Throw http 401 rather than redirect to 'login'

[nover]

Hi!

I'm currently using SLIM 2 for creating a rest api which needs authentication and authorization - and decided to give your plugin a spin.

However, I find it suboptimal that the authentication performs a redirect to 'login' when the user is not logged in - it would be much nicer if it just returned a 401, to show the consumers of the API that authentication is required.

Perhaps it could be configurable in the Bootstrapper? Like, adding an configuration array as a 4'th optional argument

$acl = new \My\ApiAcl();
$authBootstrap = new Bootstrap($app, $adapter, $acl, array(
   'disableAuthRedirect'  => true
));
$authBootstrap->bootstrap();

Or similar :)

[jeremykendall]

However, I find it suboptimal that the authentication performs a redirect to 'login' when the user is not logged in - it would be much nicer if it just returned a 401

Great point, @nover. I'm positively swamped with work at this point. Do you feel comfortable putting together a pull request for this?

[nover]

Yeah, definitely - I looked around the code and it shouldn't be too hard. Do you want it configurable like suggested or always "401" ? :)

[jeremykendall]

Awesome! Thanks!

Do you want it configurable like suggested or always "401" ?

I'd love for it to be configurable. In retrospect, throwing a 401 might have been best, but making it configurable means this will be a backwards compatible change.

[jeremykendall]

FYI, if you haven't seen it yet, you might look at the halt() route helper:

The Slim application’s halt() method will immediately return an HTTP response with a given status code and body.

[nover]

Cool thanks for the hint - I'll take a look at it!

[jeremykendall]

@nover FYI, I'm working on this as a BC breaking change for the first beta version. It's gonna be really nice. Thanks for the feature request!

[nover]

@jeremykendall Great! Glad to hear that - and sorry that I never got around to looking at the issue as promised.

[jeremykendall]

@nover No worries! It only took me 1/4 years :-)

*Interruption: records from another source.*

//! Throttle keys and counters (design §3, §4.3).

use chrono::{DateTime, Utc};
use serde::{Deserialize, Serialize};
use uuid::Uuid;

/// The three scopes a throttle key can be anchored to, checked in this
/// order by `CanSend` (design §4.3): global first, then ISP, then domain.
#[derive(Debug, Clone, PartialEq, Eq, Hash, Serialize, Deserialize)]
pub enum ThrottleScope {
    Global,
    Isp(String),
    Domain(String),
}

#[derive(Debug, Clone, PartialEq, Eq, Hash, Serialize, Deserialize)]
pub struct ThrottleKey {
    pub org: Uuid,
    pub scope: ThrottleScope,
}

impl ThrottleKey {
    pub fn global(org: Uuid) -> Self {
        Self {
            org,
            scope: ThrottleScope::Global,
        }
    }

    pub fn isp(org: Uuid, isp: impl Into<String>) -> Self {
        Self {
            org,
            scope: ThrottleScope::Isp(isp.into()),
        }
    }

    pub fn domain(org: Uuid, domain: impl Into<String>) -> Self {
        Self {
            org,
            scope: ThrottleScope::Domain(domain.into()),
        }
    }
}

/// Limits carried by a throttle key. Hourly/daily are sliding windows;
/// burst is a token bucket refilled at `hourly / 3600` tokens/sec.
#[derive(Debug, Clone, Copy, Serialize, Deserialize)]
pub struct ThrottleLimits {
    pub hourly: u32,
    pub daily: u32,
    pub burst: u32,
}

impl ThrottleLimits {
    pub fn refill_rate_per_sec(&self) -> f64 {
        self.hourly as f64 / 3600.0
    }
}

/// Externally observable snapshot of one key's counters (design §3).
#[derive(Debug, Clone, Serialize, Deserialize)]
pub struct ThrottleCounters {
    pub sent_last_hour: u32,
    pub sent_last_day: u32,
    pub hourly_limit: u32,
    pub daily_limit: u32,
    pub burst_limit: u32,
    pub backpressure_until: Option<DateTime<Utc>>,
}
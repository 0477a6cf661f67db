//! `sqlx`-backed persistence gateway.
//!
//! The relational schema is an external concern (design Non-goals); the
//! column names below are the minimal shape the named operations here
//! need. Queries are built with the dynamic `sqlx::query`/`query_as`
//! API rather than the `query!` compile-time macros, since there is no
//! live database to check the SQL against at build time here — the
//! same tradeoff the sibling web backend in this family makes when it
//! can't always reach a dev database from CI.

use async_trait::async_trait;
use sqlx::{postgres::PgPoolOptions, PgPool, Row};
use uuid::Uuid;

use crate::error::AppError;
use crate::gateway::PersistenceGateway;
use crate::models::segment::SegmentPredicate;
use crate::models::{
    AbTest, Assignment, Campaign, Recipient, SuppressionEntry, SuppressionScope, TrackingEvent,
    TrackingEventKind,
};

pub struct PostgresGateway {
    pool: PgPool,
}

impl PostgresGateway {
    pub async fn connect(database_url: &str) -> Result<Self, AppError> {
        let pool = PgPoolOptions::new()
            .max_connections(20)
            .connect(database_url)
            .await?;
        Ok(Self { pool })
    }

    pub fn pool(&self) -> &PgPool {
        &self.pool
    }
}

fn row_to_campaign(row: &sqlx::postgres::PgRow) -> Result<Campaign, AppError> {
    let content: serde_json::Value = row.try_get("content")?;
    let audience: serde_json::Value = row.try_get("audience")?;
    let status: serde_json::Value = row.try_get("status")?;
    Ok(Campaign {
        id: row.try_get("id")?,
        org: row.try_get("org_id")?,
        audience: serde_json::from_value(audience).map_err(|e| AppError::Internal(e.into()))?,
        content: serde_json::from_value(content).map_err(|e| AppError::Internal(e.into()))?,
        status: serde_json::from_value(status).map_err(|e| AppError::Internal(e.into()))?,
        scheduled_at: row.try_get("scheduled_at")?,
        sent: row.try_get("sent")?,
        delivered: row.try_get("delivered")?,
        bounced: row.try_get("bounced")?,
        complaints: row.try_get("complaints")?,
        opened_unique: row.try_get("opened_unique")?,
        clicked_unique: row.try_get("clicked_unique")?,
        revenue: row.try_get("revenue")?,
        created_at: row.try_get("created_at")?,
        updated_at: row.try_get("updated_at")?,
    })
}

I'll close this once I've released 0.0.7-alpha.

[LorenzBischof]

How would I add the old behavior again?

[jeremykendall]

@Lorenzbi You don't. I decided I @nover's idea was so much better, and more appropriate, that I pulled out the old behavior entirely.

The new way to handle unauthorized requests is with the Slim custom error handler, like so:

// Handle the possible 403 the middleware can throw
$app->error(function (\Exception $e) use ($app) {
    if ($e instanceof HttpForbiddenException) {
        return $app->render('403.twig', array('e' => $e), 403);
    }
    if ($e instanceof HttpUnauthorizedException) {
        return $app->redirectTo('login');
    }
    // You should handle other exceptions here, not throw them
    throw $e;
});

[cGuille]

Hello!

I just used a slightly customized version of the custom error handler you provided. I wanted to give you some feedback about this choice.

I was disappointed to see that, since the Slim custom error handler is ignored in debug mode, I could not get login redirections in debug mode. I think this is bad: you get different behaviours depending on whether you are in debug mode or not. Moreover, the fact that the custom error handler is ignored in debug mode lets me think that its intended purpose is only to manage the rendering of errors, not really handling them with some kind of business logic.

I don't know Slim well, but I do not think it provides a clean way to handle the errors thrown by a middleware. So maybe unauthorized requests should not be considered as errors (and thus not result in the throwing of an uncaught exception in the auth middleware).

Could we imagine an optional handler that we would pass to slim auth, telling what to do with unauthorized requests? It would throw an HttpUnauthorizedException by default but this behaviour would be customizable.